RED BANK MIDDLE SCHOOLThe middle school, above, and primary school would each have a school resource officer onsite when in session, said Chief Darren McConnell. (Photo by John T. Ward. Click to enlarge.)


Action that would put a police officer in Red Bank’s primary and middle schools is up for approval by the borough council Wednesday night.

Here ‘s the agenda at a glance:

• The council will consider adoption of a resolution authorizing a shared services agreement with the board of ed to put a school resource officer (SRO) into the primary and middle schools beginning with the new school year in September.

Under state Attorney General guidelines, SROs must be retired police officers who have completed a one-week training and certification program for the job, said Darren McConnell, who serves as both interim borough administrator and police chief.

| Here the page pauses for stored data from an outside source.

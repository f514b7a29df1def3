use sea_orm_migration::prelude::*;

pub struct Migration;

impl MigrationName for Migration {
    fn name(&self) -> &str {
        "m20250101_000001_create_registry_tables"
    }
}

#[async_trait::async_trait]
impl MigrationTrait for Migration {
    async fn up(&self, manager: &SchemaManager) -> Result<(), DbErr> {
        manager
            .create_table(
                Table::create()
                    .table(Namespace::Table)
                    .if_not_exists()
                    .col(
                        ColumnDef::new(Namespace::Id)
                            .big_integer()
                            .not_null()
                            .auto_increment()
                            .primary_key(),
                    )
                    .col(ColumnDef::new(Namespace::Name).string_len(255).not_null())
                    .to_owned(),
            )
            .await?;

        manager
            .create_table(
                Table::create()
                    .table(Extension::Table)
                    .if_not_exists()
                    .col(
                        ColumnDef::new(Extension::Id)
                            .big_integer()
                            .not_null()
                            .auto_increment()
                            .primary_key(),
                    )
                    .col(ColumnDef::new(Extension::Name).string_len(255).not_null())
                    .col(ColumnDef::new(Extension::NamespaceId).big_integer().not_null())
                    .foreign_key(
                        ForeignKey::create()
                            .name("fk_extension_namespace")
                            .from(Extension::Table, Extension::NamespaceId)
                            .to(Namespace::Table, Namespace::Id)
                            .on_delete(ForeignKeyAction::Cascade),
                    )
                    .to_owned(),
            )
            .await?;

        manager
            .create_table(
                Table::create()
                    .table(ExtensionVersion::Table)
                    .if_not_exists()
                    .col(
                        ColumnDef::new(ExtensionVersion::Id)
                            .big_integer()
                            .not_null()
                            .auto_increment()
                            .primary_key(),
                    )
                    .col(ColumnDef::new(ExtensionVersion::Version).string_len(255).not_null())
                    .col(ColumnDef::new(ExtensionVersion::ExtensionId).big_integer().not_null())
                    .col(ColumnDef::new(ExtensionVersion::DisplayName).string_len(255).null())
                    .col(ColumnDef::new(ExtensionVersion::Description).text().null())
                    .col(ColumnDef::new(ExtensionVersion::Timestamp).timestamp_with_time_zone().null())
                    .foreign_key(
                        ForeignKey::create()
                            .name("fk_extension_version_extension")
                            .from(ExtensionVersion::Table, ExtensionVersion::ExtensionId)
                            .to(Extension::Table, Extension::Id)
                            .on_delete(ForeignKeyAction::Cascade),
                    )
                    .to_owned(),
            )
            .await?;

        // 同一扩展下版本字符串唯一
        manager
            .create_index(
                Index::create()
                    .name("idx_extension_version_extension_id_version")
                    .table(ExtensionVersion::Table)
                    .col(ExtensionVersion::ExtensionId)
                    .col(ExtensionVersion::Version)
                    .unique()
                    .to_owned(),
            )
            .await?;

        manager
            .create_index(
                Index::create()
                    .name("idx_extension_namespace_id")
                    .table(Extension::Table)
                    .col(Extension::NamespaceId)
                    .to_owned(),
            )
            .await
    }

    async fn down(&self, manager: &SchemaManager) -> Result<(), DbErr> {
        manager
            .drop_table(Table::drop().table(ExtensionVersion::Table).to_owned())
            .await?;
        manager
            .drop_table(Table::drop().table(Extension::Table).to_owned())
            .await?;
        manager
            .drop_table(Table::drop().table(Namespace::Table).to_owned())
            .await
    }
}

#[derive(DeriveIden)]
enum Namespace {
    Table,
    Id,
    Name,
}

#[derive(DeriveIden)]
enum Extension {
    Table,
    Id,
    Name,
    NamespaceId,
}

#[derive(DeriveIden)]
enum ExtensionVersion {
    Table,
    Id,
    Version,
    ExtensionId,
    DisplayName,
    Description,
    Timestamp,
}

The SROs work part-time, under the direction of the chief, McConnell said at the council’s  July 13 workshop session.

“Their primary purpose is to essentially harden the target of a school, especially in a critical incident, to respond immediately,” McConnell said. “And beyond that, just to have a presence in the school every day.”

McConnell said he and schools Superintendent Jared Rumage began discussing the program several years ago, but the COVID-19 pandemic disruptions to put the matter on hold.

Now, students and staff are back to regular attendance at schools, and “some recent events around the country have sparked this conversation,” he said. “So we both think it’s a good idea for the safety of the schools and the community aspect to it to having a police officer involved with the kids on a daily basis.”

He said the officers typically dress in khakis and polo shirts, and function not as “security guards towards the students and staff, but on their behalf.”

The SROs only have authority on school grounds, he said.

Under the agreement, one officer each would cover the primary and middle schools whenever they’re in session. That would mean hiring three part-timers, each of whom would work 120 days per year, he said.

McConnell said Red Bank Regional High has had an SRO provided by the Little Silver police department for “years, and obviously it’s worked out really well.”

Councilwoman Jacqueline Sturdivant sought assurance that the SROs would have training in “diversity, equity and inclusion, because a lot of these SROs have been targeting people with disabilities, and particularly, minorities.

“I just want to be sure they have that the person. you’re hiring is going. to have that type of responsibility, and understanding and fairness,” she said.

McConnell said the AG’s guidelines require diversity training as well as de-escalation training as part of the certification process.

Mayor Pasquale Menna asked for a five-year financial impact forecast of the program. McConnell said the cost was estimated at $90,000 to $108,000 per year, with the school district picking up half.

The police department has funds from a patrol position that went unfilled for three months, “so we have more than enough in our budget to cover the first four months,” McConnell said.

The Red Bank Charter School and St. James/Red Bank Catholic High School have not requested SROs, but if they asked, it would be up to the council to approve separate shared services agreements with them, McConnell said.

• The council may also authorize a request for proposals for a borough attorney.

Led by Councilman Ed Zipprich the council voted 4-2 July 13 to terminate attorney Greg Cannon, without explanation.

But when Zipprich moved to replace Cannon with Scott Salmon, Menna angrily refused, invoking his prerogative as mayor to make the appointment, leaving the council without legal guidance.